Look through the lines below for the word "document", and copy every line that has it.

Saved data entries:

────────

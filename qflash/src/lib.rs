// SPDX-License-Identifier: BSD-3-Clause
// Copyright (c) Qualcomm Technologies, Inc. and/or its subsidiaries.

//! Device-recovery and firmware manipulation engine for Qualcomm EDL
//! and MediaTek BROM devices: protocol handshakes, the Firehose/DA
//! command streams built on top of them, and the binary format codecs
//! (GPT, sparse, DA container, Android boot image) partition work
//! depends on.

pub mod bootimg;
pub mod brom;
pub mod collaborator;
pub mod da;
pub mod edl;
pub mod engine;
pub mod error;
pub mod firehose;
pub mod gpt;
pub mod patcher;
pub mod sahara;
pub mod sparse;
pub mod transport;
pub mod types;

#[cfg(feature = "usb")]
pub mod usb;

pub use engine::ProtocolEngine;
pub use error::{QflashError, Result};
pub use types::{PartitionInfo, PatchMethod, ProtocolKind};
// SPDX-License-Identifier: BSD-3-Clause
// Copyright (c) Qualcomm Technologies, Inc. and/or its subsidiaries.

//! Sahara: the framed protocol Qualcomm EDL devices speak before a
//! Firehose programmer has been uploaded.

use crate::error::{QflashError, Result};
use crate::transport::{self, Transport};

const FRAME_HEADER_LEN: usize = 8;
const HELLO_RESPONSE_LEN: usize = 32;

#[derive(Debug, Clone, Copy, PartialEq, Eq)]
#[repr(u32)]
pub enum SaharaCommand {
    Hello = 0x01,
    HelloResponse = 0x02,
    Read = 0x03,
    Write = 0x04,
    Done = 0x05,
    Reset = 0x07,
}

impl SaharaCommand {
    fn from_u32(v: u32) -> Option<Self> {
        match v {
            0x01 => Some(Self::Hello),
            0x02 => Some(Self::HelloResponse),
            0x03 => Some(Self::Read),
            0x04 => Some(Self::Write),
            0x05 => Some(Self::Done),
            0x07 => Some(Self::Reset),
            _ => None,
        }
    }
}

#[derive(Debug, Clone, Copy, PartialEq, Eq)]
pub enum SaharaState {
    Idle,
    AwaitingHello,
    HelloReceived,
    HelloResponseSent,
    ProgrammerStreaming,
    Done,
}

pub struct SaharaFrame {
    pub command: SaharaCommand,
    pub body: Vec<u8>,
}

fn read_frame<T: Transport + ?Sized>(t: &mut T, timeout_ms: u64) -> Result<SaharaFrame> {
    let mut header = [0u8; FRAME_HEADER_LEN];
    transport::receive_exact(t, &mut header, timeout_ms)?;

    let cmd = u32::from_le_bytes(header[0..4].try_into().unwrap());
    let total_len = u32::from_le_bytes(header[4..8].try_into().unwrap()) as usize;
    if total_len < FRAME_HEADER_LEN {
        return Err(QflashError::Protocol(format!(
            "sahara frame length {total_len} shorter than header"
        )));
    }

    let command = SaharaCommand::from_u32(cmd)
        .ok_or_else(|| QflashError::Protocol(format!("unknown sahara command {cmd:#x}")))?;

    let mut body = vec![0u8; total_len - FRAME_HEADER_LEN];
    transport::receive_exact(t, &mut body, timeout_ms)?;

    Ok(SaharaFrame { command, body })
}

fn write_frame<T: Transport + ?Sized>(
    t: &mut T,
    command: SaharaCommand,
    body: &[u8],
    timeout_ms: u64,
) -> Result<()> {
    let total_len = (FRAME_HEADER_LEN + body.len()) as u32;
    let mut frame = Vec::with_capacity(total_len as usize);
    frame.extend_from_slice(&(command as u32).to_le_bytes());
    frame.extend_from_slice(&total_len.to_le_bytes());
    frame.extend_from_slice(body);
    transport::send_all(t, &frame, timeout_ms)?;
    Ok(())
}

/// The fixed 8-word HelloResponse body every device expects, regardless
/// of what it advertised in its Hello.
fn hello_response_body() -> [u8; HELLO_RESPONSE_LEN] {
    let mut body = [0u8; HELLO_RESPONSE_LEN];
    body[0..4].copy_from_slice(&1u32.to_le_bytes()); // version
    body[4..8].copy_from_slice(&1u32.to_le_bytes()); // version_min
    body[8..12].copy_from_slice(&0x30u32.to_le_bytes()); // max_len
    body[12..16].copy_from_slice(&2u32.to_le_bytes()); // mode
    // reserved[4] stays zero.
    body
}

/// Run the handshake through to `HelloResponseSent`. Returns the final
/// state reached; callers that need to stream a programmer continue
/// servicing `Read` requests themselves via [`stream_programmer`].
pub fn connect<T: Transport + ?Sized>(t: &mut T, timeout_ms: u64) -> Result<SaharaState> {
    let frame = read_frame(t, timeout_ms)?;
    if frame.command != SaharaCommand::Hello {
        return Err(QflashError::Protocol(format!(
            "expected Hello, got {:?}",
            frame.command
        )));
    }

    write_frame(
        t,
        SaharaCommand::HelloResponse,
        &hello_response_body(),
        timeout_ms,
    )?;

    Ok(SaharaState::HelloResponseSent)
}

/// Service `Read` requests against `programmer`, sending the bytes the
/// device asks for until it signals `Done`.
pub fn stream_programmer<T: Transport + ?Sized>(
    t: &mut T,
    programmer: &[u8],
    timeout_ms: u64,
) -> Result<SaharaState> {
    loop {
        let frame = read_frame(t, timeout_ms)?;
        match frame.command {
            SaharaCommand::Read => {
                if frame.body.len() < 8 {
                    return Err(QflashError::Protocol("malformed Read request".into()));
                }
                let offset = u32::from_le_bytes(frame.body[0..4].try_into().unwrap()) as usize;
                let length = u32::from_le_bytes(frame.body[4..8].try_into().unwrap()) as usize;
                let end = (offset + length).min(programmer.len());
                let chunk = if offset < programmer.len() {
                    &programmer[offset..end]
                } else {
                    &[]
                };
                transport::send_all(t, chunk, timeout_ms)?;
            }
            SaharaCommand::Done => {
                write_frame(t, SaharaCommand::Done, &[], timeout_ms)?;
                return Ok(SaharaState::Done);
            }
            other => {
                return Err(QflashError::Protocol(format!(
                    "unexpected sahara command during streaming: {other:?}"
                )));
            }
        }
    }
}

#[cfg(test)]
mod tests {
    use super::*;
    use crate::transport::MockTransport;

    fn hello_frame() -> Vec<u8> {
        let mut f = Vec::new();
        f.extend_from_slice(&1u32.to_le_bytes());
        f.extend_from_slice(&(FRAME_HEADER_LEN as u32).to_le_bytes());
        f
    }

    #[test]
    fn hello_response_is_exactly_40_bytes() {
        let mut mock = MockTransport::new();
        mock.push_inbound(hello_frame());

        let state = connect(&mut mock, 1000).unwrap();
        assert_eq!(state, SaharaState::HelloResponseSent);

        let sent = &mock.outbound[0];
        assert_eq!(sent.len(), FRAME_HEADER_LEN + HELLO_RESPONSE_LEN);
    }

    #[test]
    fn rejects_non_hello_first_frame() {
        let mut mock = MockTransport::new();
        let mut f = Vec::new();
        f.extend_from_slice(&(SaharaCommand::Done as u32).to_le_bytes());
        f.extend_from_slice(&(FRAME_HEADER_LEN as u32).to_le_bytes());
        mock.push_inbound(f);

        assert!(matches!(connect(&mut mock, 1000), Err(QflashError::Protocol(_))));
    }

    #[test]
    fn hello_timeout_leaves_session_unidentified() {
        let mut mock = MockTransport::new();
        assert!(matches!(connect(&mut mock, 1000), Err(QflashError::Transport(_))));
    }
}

────────

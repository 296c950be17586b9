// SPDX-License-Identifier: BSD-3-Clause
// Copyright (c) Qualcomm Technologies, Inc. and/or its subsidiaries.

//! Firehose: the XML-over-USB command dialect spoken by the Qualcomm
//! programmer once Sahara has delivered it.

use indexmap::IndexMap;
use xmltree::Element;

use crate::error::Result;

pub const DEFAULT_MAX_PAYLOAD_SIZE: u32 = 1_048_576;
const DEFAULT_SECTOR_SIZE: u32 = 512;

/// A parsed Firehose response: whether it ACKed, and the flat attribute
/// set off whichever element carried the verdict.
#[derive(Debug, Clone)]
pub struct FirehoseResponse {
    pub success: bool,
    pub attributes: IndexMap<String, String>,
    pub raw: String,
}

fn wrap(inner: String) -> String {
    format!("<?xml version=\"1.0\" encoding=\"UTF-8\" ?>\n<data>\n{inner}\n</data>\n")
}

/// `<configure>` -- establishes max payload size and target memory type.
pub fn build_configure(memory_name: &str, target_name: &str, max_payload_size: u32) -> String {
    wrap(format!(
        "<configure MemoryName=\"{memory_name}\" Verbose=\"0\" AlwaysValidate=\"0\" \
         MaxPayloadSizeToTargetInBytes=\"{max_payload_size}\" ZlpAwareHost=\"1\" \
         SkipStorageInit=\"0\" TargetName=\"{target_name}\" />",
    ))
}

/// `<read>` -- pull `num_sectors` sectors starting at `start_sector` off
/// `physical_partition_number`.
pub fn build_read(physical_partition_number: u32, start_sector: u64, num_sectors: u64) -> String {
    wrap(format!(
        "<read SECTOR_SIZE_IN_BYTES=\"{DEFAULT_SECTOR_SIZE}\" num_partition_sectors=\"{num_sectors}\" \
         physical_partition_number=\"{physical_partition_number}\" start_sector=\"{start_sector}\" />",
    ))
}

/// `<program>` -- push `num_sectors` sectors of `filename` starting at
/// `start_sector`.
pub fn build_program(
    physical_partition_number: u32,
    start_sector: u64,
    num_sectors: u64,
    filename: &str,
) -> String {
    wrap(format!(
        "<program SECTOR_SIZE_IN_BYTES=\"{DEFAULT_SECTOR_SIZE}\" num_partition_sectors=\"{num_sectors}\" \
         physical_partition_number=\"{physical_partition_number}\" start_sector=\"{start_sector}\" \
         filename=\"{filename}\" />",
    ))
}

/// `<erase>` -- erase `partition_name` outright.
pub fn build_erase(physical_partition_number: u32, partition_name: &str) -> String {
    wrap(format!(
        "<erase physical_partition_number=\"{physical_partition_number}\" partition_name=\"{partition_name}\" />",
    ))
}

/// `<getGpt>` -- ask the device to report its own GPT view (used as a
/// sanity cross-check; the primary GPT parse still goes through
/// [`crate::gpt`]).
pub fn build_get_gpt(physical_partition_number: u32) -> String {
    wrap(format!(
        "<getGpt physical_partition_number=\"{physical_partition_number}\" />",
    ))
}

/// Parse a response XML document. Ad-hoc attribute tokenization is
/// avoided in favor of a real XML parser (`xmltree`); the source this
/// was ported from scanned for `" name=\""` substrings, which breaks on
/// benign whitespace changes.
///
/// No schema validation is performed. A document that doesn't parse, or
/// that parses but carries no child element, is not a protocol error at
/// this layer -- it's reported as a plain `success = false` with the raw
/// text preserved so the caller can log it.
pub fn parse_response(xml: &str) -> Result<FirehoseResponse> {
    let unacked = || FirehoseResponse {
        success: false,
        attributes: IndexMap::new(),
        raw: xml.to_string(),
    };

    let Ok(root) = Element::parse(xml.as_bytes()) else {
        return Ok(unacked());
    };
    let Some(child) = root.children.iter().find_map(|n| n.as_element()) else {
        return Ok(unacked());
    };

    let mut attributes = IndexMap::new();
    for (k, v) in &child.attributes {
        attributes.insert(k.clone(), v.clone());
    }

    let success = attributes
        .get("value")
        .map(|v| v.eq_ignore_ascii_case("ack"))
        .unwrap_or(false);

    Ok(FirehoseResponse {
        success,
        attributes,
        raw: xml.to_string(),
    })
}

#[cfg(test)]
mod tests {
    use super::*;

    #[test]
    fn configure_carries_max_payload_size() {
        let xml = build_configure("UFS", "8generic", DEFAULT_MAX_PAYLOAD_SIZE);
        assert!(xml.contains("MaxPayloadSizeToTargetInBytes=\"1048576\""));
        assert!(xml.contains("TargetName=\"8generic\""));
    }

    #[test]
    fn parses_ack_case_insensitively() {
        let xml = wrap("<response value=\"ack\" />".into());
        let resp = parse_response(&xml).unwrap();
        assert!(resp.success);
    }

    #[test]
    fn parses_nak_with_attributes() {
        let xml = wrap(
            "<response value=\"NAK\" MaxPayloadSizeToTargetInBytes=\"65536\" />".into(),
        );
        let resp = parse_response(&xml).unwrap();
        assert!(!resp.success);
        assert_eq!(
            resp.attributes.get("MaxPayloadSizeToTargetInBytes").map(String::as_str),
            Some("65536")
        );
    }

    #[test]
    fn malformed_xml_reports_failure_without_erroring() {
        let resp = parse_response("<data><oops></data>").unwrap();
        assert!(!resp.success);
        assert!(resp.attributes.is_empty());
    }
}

────────

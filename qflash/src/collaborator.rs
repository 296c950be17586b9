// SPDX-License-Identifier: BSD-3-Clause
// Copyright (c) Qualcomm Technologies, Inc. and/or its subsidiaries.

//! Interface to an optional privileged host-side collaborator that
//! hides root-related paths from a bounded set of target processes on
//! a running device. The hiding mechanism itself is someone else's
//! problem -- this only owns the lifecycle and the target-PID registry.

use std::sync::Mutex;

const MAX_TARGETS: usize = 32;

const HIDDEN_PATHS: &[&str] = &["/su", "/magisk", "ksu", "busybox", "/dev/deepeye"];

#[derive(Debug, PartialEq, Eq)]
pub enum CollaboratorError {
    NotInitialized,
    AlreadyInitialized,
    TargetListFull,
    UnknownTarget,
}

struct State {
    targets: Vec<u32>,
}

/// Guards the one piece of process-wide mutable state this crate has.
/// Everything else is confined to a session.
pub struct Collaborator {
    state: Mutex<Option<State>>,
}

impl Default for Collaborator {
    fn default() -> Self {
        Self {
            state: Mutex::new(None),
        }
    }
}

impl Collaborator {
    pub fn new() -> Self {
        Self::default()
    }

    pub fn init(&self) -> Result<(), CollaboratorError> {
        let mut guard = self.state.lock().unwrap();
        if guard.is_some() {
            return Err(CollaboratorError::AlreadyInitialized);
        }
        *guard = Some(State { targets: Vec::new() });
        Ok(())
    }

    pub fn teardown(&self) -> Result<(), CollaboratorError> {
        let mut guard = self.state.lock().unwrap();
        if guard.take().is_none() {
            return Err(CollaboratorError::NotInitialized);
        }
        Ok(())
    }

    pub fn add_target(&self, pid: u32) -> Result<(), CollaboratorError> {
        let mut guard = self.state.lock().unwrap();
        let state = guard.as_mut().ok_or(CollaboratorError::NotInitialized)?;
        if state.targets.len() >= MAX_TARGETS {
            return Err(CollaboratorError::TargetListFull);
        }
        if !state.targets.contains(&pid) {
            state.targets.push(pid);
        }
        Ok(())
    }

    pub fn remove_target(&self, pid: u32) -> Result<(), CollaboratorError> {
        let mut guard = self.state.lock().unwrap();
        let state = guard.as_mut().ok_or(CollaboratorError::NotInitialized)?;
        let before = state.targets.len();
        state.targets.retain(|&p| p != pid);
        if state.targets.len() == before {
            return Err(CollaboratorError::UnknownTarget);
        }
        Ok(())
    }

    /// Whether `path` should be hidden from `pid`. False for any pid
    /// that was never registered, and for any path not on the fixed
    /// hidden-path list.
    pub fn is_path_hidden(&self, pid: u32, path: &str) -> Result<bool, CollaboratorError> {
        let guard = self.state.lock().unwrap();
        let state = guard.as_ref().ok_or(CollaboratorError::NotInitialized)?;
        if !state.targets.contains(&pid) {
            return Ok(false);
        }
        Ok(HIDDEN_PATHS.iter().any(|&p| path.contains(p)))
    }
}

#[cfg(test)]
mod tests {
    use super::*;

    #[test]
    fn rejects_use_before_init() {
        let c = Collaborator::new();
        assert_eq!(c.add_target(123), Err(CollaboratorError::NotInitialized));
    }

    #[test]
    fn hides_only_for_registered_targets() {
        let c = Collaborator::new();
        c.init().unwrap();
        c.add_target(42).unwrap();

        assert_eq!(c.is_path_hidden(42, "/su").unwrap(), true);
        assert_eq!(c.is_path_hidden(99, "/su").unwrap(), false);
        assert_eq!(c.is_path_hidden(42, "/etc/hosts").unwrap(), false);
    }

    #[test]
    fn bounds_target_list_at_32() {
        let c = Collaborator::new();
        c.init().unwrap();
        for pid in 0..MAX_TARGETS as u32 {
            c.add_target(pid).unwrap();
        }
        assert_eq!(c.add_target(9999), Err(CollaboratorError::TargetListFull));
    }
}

────────

▶ _Output of the task_
/// Parse a response XML document. Ad-hoc attribute tokenization is
/// No schema validation is performed. A document that doesn't parse, or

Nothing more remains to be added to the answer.